[PROVIDED INFORMATION Boundary: Start]
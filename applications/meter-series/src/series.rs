use crate::error::{AppError, Result};
use crate::obis::RegisterCode;
use crate::reading::{ensure_utc, DurationValue, RawReading};
use crate::units::PhysicalUnit;
use chrono::{DateTime, TimeZone, Utc};
use serde::Serialize;
use std::collections::BTreeMap;

/// Raw readings of one label (an installation, a submeter), per register.
#[derive(Debug, Clone, Default, PartialEq)]
pub struct LabelSeries {
    pub label: String,
    pub registers: BTreeMap<RegisterCode, Vec<RawReading>>,
}

impl LabelSeries {
    pub fn new(label: impl Into<String>) -> Self {
        Self {
            label: label.into(),
            registers: BTreeMap::new(),
        }
    }

    pub fn with_readings(
        mut self,
        code: RegisterCode,
        readings: impl IntoIterator<Item = RawReading>,
    ) -> Self {
        self.push_all(code, readings);
        self
    }

    pub fn push(&mut self, code: RegisterCode, reading: RawReading) {
        self.registers.entry(code).or_default().push(reading);
    }

    pub fn push_all(&mut self, code: RegisterCode, readings: impl IntoIterator<Item = RawReading>) {
        self.registers.entry(code).or_default().extend(readings);
    }

    pub fn readings(&self, code: &RegisterCode) -> &[RawReading] {
        self.registers.get(code).map(Vec::as_slice).unwrap_or_default()
    }

    pub fn codes(&self) -> impl Iterator<Item = &RegisterCode> {
        self.registers.keys()
    }

    /// The single unit `code` is reported in, `None` without readings.
    pub fn unit_of(&self, code: &RegisterCode) -> Result<Option<PhysicalUnit>> {
        let mut readings = self.readings(code).iter();
        let Some(first) = readings.next() else {
            return Ok(None);
        };
        let unit = first.unit_value().unit;
        if let Some(other) = readings.find(|r| r.unit_value().unit != unit) {
            return Err(AppError::Consistency(format!(
                "label '{}' register {} seen in both {} and {}",
                self.label,
                code,
                unit,
                other.unit_value().unit
            )));
        }
        Ok(Some(unit))
    }
}

/// Labels sharing one query window `[start, end)`.
#[derive(Debug, Clone, PartialEq)]
pub struct LabelSeriesSet {
    start: DateTime<Utc>,
    end: DateTime<Utc>,
    series: Vec<LabelSeries>,
}

impl LabelSeriesSet {
    pub fn new<Tz: TimeZone>(
        start: DateTime<Tz>,
        end: DateTime<Tz>,
        series: Vec<LabelSeries>,
    ) -> Result<Self> {
        let start = ensure_utc(&start, "window start")?;
        let end = ensure_utc(&end, "window end")?;
        if start >= end {
            return Err(AppError::Validation(format!(
                "empty window: start {} is not before end {}",
                start, end
            )));
        }
        Ok(Self { start, end, series })
    }

    pub fn start(&self) -> DateTime<Utc> {
        self.start
    }

    pub fn end(&self) -> DateTime<Utc> {
        self.end
    }

    pub fn series(&self) -> &[LabelSeries] {
        &self.series
    }

    pub fn get(&self, label: &str) -> Option<&LabelSeries> {
        self.series.iter().find(|s| s.label == label)
    }
}

/// Derived values of one label, keyed by derived register code.
#[derive(Debug, Clone, Default, PartialEq, Serialize)]
pub struct DerivedSeries {
    pub label: String,
    pub registers: BTreeMap<RegisterCode, Vec<DurationValue>>,
}

impl DerivedSeries {
    pub fn new(label: impl Into<String>) -> Self {
        Self {
            label: label.into(),
            registers: BTreeMap::new(),
        }
    }

    pub fn values(&self, code: &RegisterCode) -> &[DurationValue] {
        self.registers.get(code).map(Vec::as_slice).unwrap_or_default()
    }

    pub fn is_empty(&self) -> bool {
        self.registers.is_empty()
    }
}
[PROVIDED INFORMATION Boundary: End]
## TASK TO COMPLETE
Each record must be printed again, word for word, with nothing dropped.

## OUTPUT OF THE EXERCISE
filename applications/meter-series/src/series.rs
use crate::error::{AppError, Result};
use crate::obis::RegisterCode;
use crate::reading::{ensure_utc, DurationValue, RawReading};
use crate::units::PhysicalUnit;
use chrono::{DateTime, TimeZone, Utc};
use serde::Serialize;
use std::collections::BTreeMap;

/// Raw readings of one label (an installation, a submeter), per register.
#[derive(Debug, Clone, Default, PartialEq)]
pub struct LabelSeries {
    pub label: String,
    pub registers: BTreeMap<RegisterCode, Vec<RawReading>>,
}

impl LabelSeries {
    pub fn new(label: impl Into<String>) -> Self {
        Self {
            label: label.into(),
            registers: BTreeMap::new(),
        }
    }

    pub fn with_readings(
        mut self,
        code: RegisterCode,
        readings: impl IntoIterator<Item = RawReading>,
    ) -> Self {
        self.push_all(code, readings);
        self
    }

    pub fn push(&mut self, code: RegisterCode, reading: RawReading) {
        self.registers.entry(code).or_default().push(reading);
    }

    pub fn push_all(&mut self, code: RegisterCode, readings: impl IntoIterator<Item = RawReading>) {
        self.registers.entry(code).or_default().extend(readings);
    }

    pub fn readings(&self, code: &RegisterCode) -> &[RawReading] {
        self.registers.get(code).map(Vec::as_slice).unwrap_or_default()
    }

    pub fn codes(&self) -> impl Iterator<Item = &RegisterCode> {
        self.registers.keys()
    }

    /// The single unit `code` is reported in, `None` without readings.
    pub fn unit_of(&self, code: &RegisterCode) -> Result<Option<PhysicalUnit>> {
        let mut readings = self.readings(code).iter();
        let Some(first) = readings.next() else {
            return Ok(None);
        };
        let unit = first.unit_value().unit;
        if let Some(other) = readings.find(|r| r.unit_value().unit != unit) {
            return Err(AppError::Consistency(format!(
                "label '{}' register {} seen in both {} and {}",
                self.label,
                code,
                unit,
                other.unit_value().unit
            )));
        }
        Ok(Some(unit))
    }
}

/// Labels sharing one query window `[start, end)`.
#[derive(Debug, Clone, PartialEq)]
pub struct LabelSeriesSet {
    start: DateTime<Utc>,
    end: DateTime<Utc>,
    series: Vec<LabelSeries>,
}

impl LabelSeriesSet {
    pub fn new<Tz: TimeZone>(
        start: DateTime<Tz>,
        end: DateTime<Tz>,
        series: Vec<LabelSeries>,
    ) -> Result<Self> {
        let start = ensure_utc(&start, "window start")?;
        let end = ensure_utc(&end, "window end")?;
        if start >= end {
            return Err(AppError::Validation(format!(
                "empty window: start {} is not before end {}",
                start, end
            )));
        }
        Ok(Self { start, end, series })
    }

    pub fn start(&self) -> DateTime<Utc> {
        self.start
    }

    pub fn end(&self) -> DateTime<Utc> {
        self.end
    }

    pub fn series(&self) -> &[LabelSeries] {
        &self.series
    }

    pub fn get(&self, label: &str) -> Option<&LabelSeries> {
        self.series.iter().find(|s| s.label == label)
    }
}

/// Derived values of one label, keyed by derived register code.
#[derive(Debug, Clone, Default, PartialEq, Serialize)]
pub struct DerivedSeries {
    pub label: String,
    pub registers: BTreeMap<RegisterCode, Vec<DurationValue>>,
}

impl DerivedSeries {
    pub fn new(label: impl Into<String>) -> Self {
        Self {
            label: label.into(),
            registers: BTreeMap::new(),
        }
    }

    pub fn values(&self, code: &RegisterCode) -> &[DurationValue] {
        self.registers.get(code).map(Vec::as_slice).unwrap_or_default()
    }

    pub fn is_empty(&self) -> bool {
        self.registers.is_empty()
    }
}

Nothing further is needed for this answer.